Everything You Ever Wanted to Know About Silence (1999–2000)

In 1999, the band entered the studio at Indigo Ranch in Malibu, California, with producer Ross Robinson (At the Drive-In, Korn, Limp Bizkit, Slipknot, among others) to record their first full-length album titled Everything You Ever Wanted to Know About Silence, which saw release in 2000 through Roadrunner Records. On being signed, guitarist Justin Beck said: "Ross showed up at a practice, we start a song; 5-4-3-2-1. Ross stands up, waving his hands and he's like, 'It's over, it's done. I want to do this, you've got a deal! The line-up on this record was Palumbo, Beck, Todd Weinstock, Manuel Carrero and Sammy Siegler (who left the band prior to the subsequent tour). Robinson has said of it: "Our goal at the time of that record was to destroy Adidas rock", a self-deprecating reference to the Adidas-sponsored bands (Korn, Limp Bizkit) Robinson had produced and championed as part of the nu-metal movement. The music was aggressive and unrelenting, but also included spacious songs like "When One Eight Becomes Two Zeros", "Her Middle Name is Boom", "Piano" and the epic "Everything You Ever Wanted to Know About Silence", the latter of which deals with Palumbo's problems with Crohn's disease. The music, along with Palumbo's lyrics—which were often bitter and resentful towards particular characters he was discussing—and his singing style—powerful and aggressive guttural screaming with a melodic touch—created a unique dynamic. Although Everything You Ever Wanted to Know About Silence is often cited as a milestone post-hardcore album, it saw little push from Roadrunner, making the band disillusioned with the label. Matters were somewhat worsened when Palumbo started to have bouts with his Crohn's disease on tour, as his aggressive performance style sometimes triggers a relapse, which has the potential to be fatal. It is alleged that Roadrunner would not allow Palumbo to leave the tour to rest.

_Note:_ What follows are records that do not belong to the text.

// Example: save and restore checked positions through a flat i32 parcel.
use choice_state::{ChoiceState, Parcel};

fn main() {
    let mut state = ChoiceState::new();
    state.set_checked(1, true);
    state.set_checked(42, true);

    let mut parcel = Parcel::new();
    if let Err(err) = ChoiceState::write_to_parcel(Some(&state), &mut parcel) {
        println!("write failed: {err}");
        return;
    }
    if let Err(err) = ChoiceState::write_to_parcel(None, &mut parcel) {
        println!("write failed: {err}");
        return;
    }
    println!("parcel={:?}", parcel.as_slice());

    let mut parcel = Parcel::from_vec(parcel.into_vec());
    let restored = ChoiceState::read_from_parcel(&mut parcel);
    println!("restored={:?}", restored.map(|s| s.map(|s| s.checked_positions())));
    let absent = ChoiceState::read_from_parcel(&mut parcel);
    println!("absent={absent:?}");
}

Larry Gorman of Orange 9mm officially took over drumming duties partway through touring, which saw dates with Deftones and a six-week European tour with Soulfly. The line-up continued to rotate following the conclusion of the tour when Manuel Carrero was kicked out by Roadrunner for being the only member to have date conflicts with touring.

The album was pressed onto vinyl in 2009, limited to 10,000 copies.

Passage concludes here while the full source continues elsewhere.